Therefore, in February 1807 – before the news of Le Grand Crabe reached St Petersburg – the Great Eastern Adventure was launched. This was one of the greatest projects in Russian history, and essentially represents the answer to the problem “how does one move 75,000 soldiers from A to B, where A is European Russia and B is the back of beyond near Yakutsk?” It was organised scientifically, placed under the command of the forward-thinking general Evgeny Serafimovich Kuleshov and backed up by a large number of theoreticians and experienced war organisers – most of them German or Italian exiles fleeing the conflicts raging across their homelands. Fortunately for them, the route between Moscow and Yakutsk had already been codified and expanded over the past two decades thanks to the activities of the Pacific Company and its predecessors, and now there was usually at least a beaten track every step of the way from Moscow to Nizhny Novgorod to Kazan to Perm to Yekaterinburg to Omsk to Tomsk to Krasnoyarsk and finally on to Yakutsk. Yet the movement of the odd caravan and escort company was far from what that route was now playing host to.

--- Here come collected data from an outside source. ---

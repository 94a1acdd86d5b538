//! Audit sinks and alert channels
//!
//! The Redis sink writes each event under its own key with a retention TTL,
//! so expiry is the store's job. Alerts go out over Redis pub/sub,
//! fire-and-forget.

use super::{Alert, SecurityEvent};
use anyhow::{Context, Result};
use async_trait::async_trait;
use redis_conn::{with_timeout, SharedConnectionManager};
use tokio::sync::RwLock;

const EVENT_KEY_PREFIX: &str = "draftpress:audit:event";
const ALERT_CHANNEL: &str = "draftpress:security:alerts";

/// Append-only event sink.
#[async_trait]
pub trait AuditSink: Send + Sync {
    async fn append(&self, event: &SecurityEvent) -> Result<()>;

    /// Advisory retention sweep; TTL-backed sinks have nothing to do.
    async fn cleanup(&self) -> Result<()>;
}

/// Fire-and-forget notification channel.
#[async_trait]
pub trait AlertPublisher: Send + Sync {
    async fn publish(&self, alert: &Alert) -> Result<()>;
}

pub struct RedisAuditSink {
    redis: SharedConnectionManager,
    retention_secs: i64,
}

impl RedisAuditSink {
    pub fn new(redis: SharedConnectionManager, retention_days: u32) -> Self {
        Self {
            redis,
            retention_secs: i64::from(retention_days) * 24 * 60 * 60,
        }
    }
}

#[async_trait]
impl AuditSink for RedisAuditSink {
    async fn append(&self, event: &SecurityEvent) -> Result<()> {
        let key = format!("{EVENT_KEY_PREFIX}:{}", event.id);
        let payload = serde_json::to_string(event).context("event serialization failed")?;

        let mut conn = self.redis.lock().await.clone();
        with_timeout(async {
            redis::cmd("SET")
                .arg(&key)
                .arg(&payload)
                .arg("EX")
                .arg(self.retention_secs)
                .query_async::<_, ()>(&mut conn)
                .await
        })
        .await
        .context("audit event write failed")?;

        Ok(())
    }

    async fn cleanup(&self) -> Result<()> {
        tracing::debug!("audit retention is TTL-enforced; cleanup is a no-op");
        Ok(())
    }
}

pub struct RedisAlertPublisher {
    redis: SharedConnectionManager,
}

impl RedisAlertPublisher {
    pub fn new(redis: SharedConnectionManager) -> Self {
        Self { redis }
    }
}

#[async_trait]
impl AlertPublisher for RedisAlertPublisher {
    async fn publish(&self, alert: &Alert) -> Result<()> {
        let payload = serde_json::to_string(alert).context("alert serialization failed")?;

        let mut conn = self.redis.lock().await.clone();
        with_timeout(async {
            redis::cmd("PUBLISH")
                .arg(ALERT_CHANNEL)
                .arg(&payload)
                .query_async::<_, ()>(&mut conn)
                .await
        })
        .await
        .context("alert publish failed")?;

        Ok(())
    }
}

/// In-memory sink for tests; records are inspectable.
#[derive(Default)]
pub struct MemoryAuditSink {
    events: RwLock<Vec<SecurityEvent>>,
}

impl MemoryAuditSink {
    pub fn new() -> Self {
        Self::default()
    }

    pub async fn events(&self) -> Vec<SecurityEvent> {
        self.events.read().await.clone()
    }
}

#[async_trait]
impl AuditSink for MemoryAuditSink {
    async fn append(&self, event: &SecurityEvent) -> Result<()> {
        self.events.write().await.push(event.clone());
        Ok(())
    }

    async fn cleanup(&self) -> Result<()> {
        Ok(())
    }
}

/// In-memory alert channel for tests.
#[derive(Default)]
pub struct MemoryAlertPublisher {
    alerts: RwLock<Vec<Alert>>,
}

impl MemoryAlertPublisher {
    pub fn new() -> Self {
        Self::default()
    }

    pub async fn alerts(&self) -> Vec<Alert> {
        self.alerts.read().await.clone()
    }
}

#[async_trait]
impl AlertPublisher for MemoryAlertPublisher {
    async fn publish(&self, alert: &Alert) -> Result<()> {
        self.alerts.write().await.push(alert.clone());
        Ok(())
    }
}
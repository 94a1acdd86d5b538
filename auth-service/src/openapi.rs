/// OpenAPI documentation for the Draftpress auth service
use utoipa::openapi::security::{HttpAuthScheme, HttpBuilder, SecurityScheme};
use utoipa::OpenApi;

use crate::handlers::auth::{
    ErrorResponse, MessageResponse, RefreshRequest, RefreshResponse, TokenRequest, TokenResponse,
};

#[derive(OpenApi)]
#[openapi(
    info(
        title = "Draftpress Auth Service API",
        version = "1.0.0",
        description = "Token issuance, verification, refresh, and revocation for the Draftpress automated blog platform.",
        license(name = "MIT")
    ),
    paths(
        crate::handlers::auth::issue_token,
        crate::handlers::auth::refresh_token,
        crate::handlers::auth::revoke_token,
        crate::handlers::auth::revoke_all_tokens
    ),
    components(schemas(
        TokenRequest,
        RefreshRequest,
        TokenResponse,
        RefreshResponse,
        MessageResponse,
        ErrorResponse
    )),
    tags(
        (name = "Auth", description = "Token lifecycle APIs")
    ),
    modifiers(&SecurityAddon)
)]
pub struct ApiDoc;

struct SecurityAddon;

impl utoipa::Modify for SecurityAddon {
    fn modify(&self, openapi: &mut utoipa::openapi::OpenApi) {
        if let Some(components) = openapi.components.as_mut() {
            components.add_security_scheme(
                "bearer_auth",
                SecurityScheme::Http(
                    HttpBuilder::new()
                        .scheme(HttpAuthScheme::Bearer)
                        .bearer_format("JWT")
                        .build(),
                ),
            )
        }
    }
}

The largest problem was logistics, keeping such a large number of men fed and protecting them from the cold (the expedition set off in winter, despite the conditions, as that meant the more swampy regions along the way would be frozen and safe to move over). Despite the traditional Russian lackadaisical approach to such matters, believing the best solution to soldiers’ problems was to give them a damn good thrashing, under Kuleshov a more rational approach was taken, based in many ways on the works of Coulomb (not that the Russians would admit that for ideological reasons, of course). Everything was planned in advance, with caches of food and water being concealed by advance scouts to eke the men through the more barren parts of the vast route. It was a journey that few armies since that of the Mongol Khans had made, and they had not been encumbered with field artillery.
The fact that the Russians lost ‘only’ six thousand men to the cold, starvation, disease and other problems on this epic trek is often cited as a triumph
of strategic organisation. Though as one contemporary commentator waggishly put it, the Russian success could also be attributed to them examining the conduct of French (and other to a lesser extent) generals in the Jacobin Wars, especially the Spanish front, and labelling this “How Not To Do It”.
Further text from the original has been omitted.